An officer detains an active parolee gang member for questioning, and during the detention, the suspect suddenly runs. The officer chases the suspect for two blocks, observes the suspect to be grabbing into his shorts pocket. The suspect yells out to the officer that he is armed and will shoot the officer. The officer tackles the suspect, there is a violent struggle for the weapon, and the officer shoots and kills the suspect.
An officer attempts to affect an enforcement stop on a motorist for a hit and run accident. The driver fails to yield and stop at the first available opportunity, drives to a park and then suddenly foot bails into the park. The lone officer chases after the suspect into the park where the officer is subsequently shot and killed.
The situations described above are similar circumstances, each resulting in opposite tragic and deadly consequences. Why does this continue to happen?
Foot pursuits by their very nature are highly emotionally charged and dangerous events that occur frequently in police work. Police officers must balance their obligation to enforce laws and arrest perpetrators with their personal safety. Unfortunately, this rarely happens.
More often than not, officers become emotionally captured in the event and have an instinctive reaction, rather than a studied and planned response to resistance and chase without considering the inevitability of suspect capture. In other words, they chase the suspect until the suspect catches them.
Officers should remind themselves that what they often do not know about the people they are chasing and the
environment in which the foot pursuit takes place can seriously hurt or kill the officer.
What officers may not know about the suspect they are chasing include:
- What, if anything, they may be wanted for;
- If they are armed;
- What the suspect's martial arts or fighting skills are;
- If the suspect is in better physical shape than the Officer is;
- If the suspect is psychotic;
- If the suspect is under the influence of drugs, such as powerful stimulants or PCP;
- Where the suspect may be taking the officer to, such as an area of ambush;
- If there are other suspects the officer is not aware of who can aid the suspect.
Officers need to remember that at the same time that they are catching up to the suspect, they are also reducing the "reactionary gap" between themselves and the suspect. Reactionary gap is the distance between the officer and suspect, compared to the officer's ability to defensively react to something the suspect might do to them. Shorten the distance and the officer shortens his/her reaction time. This is almost always dangerous for
The public sees so many foot pursuits on live television that they, and unfortunately, the officers themselves, fail to realize just how inherently dangerous these foot pursuits really are. The situation for the officer and suspect can literally and irrevocably change in the blink of an eye and can have fatal consequences for each.
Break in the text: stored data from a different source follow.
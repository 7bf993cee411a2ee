/// Sync engine: reconciles the local log with the transport
///
/// Outgoing messages follow `Pending -> Sent -> Delivered`, or
/// `Pending -> Failed -> (retry) -> Pending`. Failed sends are retried with
/// exponential backoff until acknowledged or cancelled; nothing is ever
/// removed from the log. Incoming messages merge idempotently by id and are
/// ordered by sequence only.
use crate::clock::Clock;
use crate::conversation_index::ConversationIndex;
use crate::error::{ChatError, Result};
use crate::message_log::{AppendStatus, MessageLog};
use crate::messenger_types::{ConversationSummary, DeliveryState, Message};
use crate::presence::Presence;
use crate::transport::{Ack, ConnectionState, Transport};
use serde::{Deserialize, Serialize};
use std::collections::{HashMap, HashSet};
use std::sync::atomic::{AtomicU64, Ordering};
use std::sync::{Arc, Weak};
use std::time::Duration;
use tokio::sync::{broadcast, mpsc, watch, Mutex, RwLock};
use tokio::task::AbortHandle;
use tracing::{debug, error, info, warn};

/// Retry and visibility tuning
#[derive(Debug, Clone, Serialize, Deserialize)]
pub struct SyncConfig {
    pub retry_base: Duration,
    pub retry_cap: Duration,
    /// Failed attempts after which the UI shows "failed, tap to retry"
    pub visible_failure_threshold: u32,
}

impl Default for SyncConfig {
    fn default() -> Self {
        Self {
            retry_base: Duration::from_secs(1),
            retry_cap: Duration::from_secs(30),
            visible_failure_threshold: 3,
        }
    }
}

impl SyncConfig {
    /// Delay before retry number `attempt` (1-based): base * 2^(attempt-1), capped
    pub fn backoff(&self, attempt: u32) -> Duration {
        let factor = 1u32
            .checked_shl(attempt.saturating_sub(1))
            .unwrap_or(u32::MAX);
        self.retry_base
            .checked_mul(factor)
            .unwrap_or(self.retry_cap)
            .min(self.retry_cap)
    }
}

/// Events streamed to the UI layer and telemetry
#[derive(Debug, Clone, Serialize, Deserialize)]
#[serde(tag = "type", rename_all = "snake_case")]
pub enum SyncEvent {
    /// A message was written to the log (local send or remote arrival)
    MessageStored { message: Message },
    DeliveryStateChanged {
        message_id: String,
        conversation_id: String,
        state: DeliveryState,
    },
    DeliveryFailed {
        message_id: String,
        conversation_id: String,
        attempts: u32,
        reason: String,
        /// Past the visible-failure threshold; retries continue regardless
        visible: bool,
    },
    /// Same id arrived with different content; the first copy was kept
    ConflictDetected { message_id: String, reason: String },
    ConnectionChanged { state: ConnectionState },
}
In reviewing circumstances similar to the incident involving a Riverside police officer who was murdered following a foot pursuit on the evening of November 7, 2010,2006 FBI statistics on officers killed in the line of duty indicate that 38% of all officers killed in the U.S. occurred during a crime in progress where the officer was affecting an arrest, and that 60% of all officers killed under such circumstances were acting alone. Sixty-eight percent (68%) of those officers were killed at night. Seventy percent (70%) of officers
are killed by handguns from distances percent (70%) of officers are killed by handguns from distances of 15 feet or less and suspects are able to hit an officer target 68% of the time compared to officers striking the suspect only 14% of the time. Other statistics show that in a physical confrontation with a suspect, the officer ends up on the ground 86% of the time where 25% are seriously injured and 12% are killed with their
own weapons, such as handguns and batons, when the suspect is somehow able to disarm the officer. These are certainly not favorable survival statistics for the officer.
So what should the officer do when a suspect runs from them? Here are a few officer safety enhancing tips:
- Do not wait! Get on the radio immediately and call for assistance;
- Put out a good description of the suspect and their direction of travel;
- SLOW DOWN and carry on a moving surveillance of the fleeing suspect from a distance that allows for a lot of reactionary gap time;
- If you lose sight of the suspect, stop, find cover/concealment, arm yourself and set up a perimeter while waiting for back-up;
- Check in with yourself and get back into fore brain cognitive processing. Get centered; reduce your breathing and heart rate. Work on getting out of tunnel vision and diminished hearing. Make a plan or review your plan and then engage it;
- Let the suspect tire out from running; let them experience the reduced vision and hearing instead of you;
- Call for a K-9 unit and or a helicopter, if available, to search for the suspect;
- Remember that it is usually not a matter of if you will catch the suspect; just 'when you will catch them.
Suspects most usually go to ground and hide soon after an officer loses sight of them. Setting up a perimeter and using a K-9 and air support to find the suspect has historically proven to be the most successful method of capture.
While an officer's desire to protect the public and affect the arrest of a fleeing suspect is a selfless and courageous act, there is rarely a good reason for an officer to get injured or killed during a foot pursuit. Officers killed in the line of duty during foot pursuits should be a constant reminder to the public that police officers introduce themselves into dangerous situations on a daily basis. Unfortunately, this risk has become an all too frequent occurrence in our industry. If officers can just remember a few of these important tips, they will make it home safe and alive. Stay Safe Out There!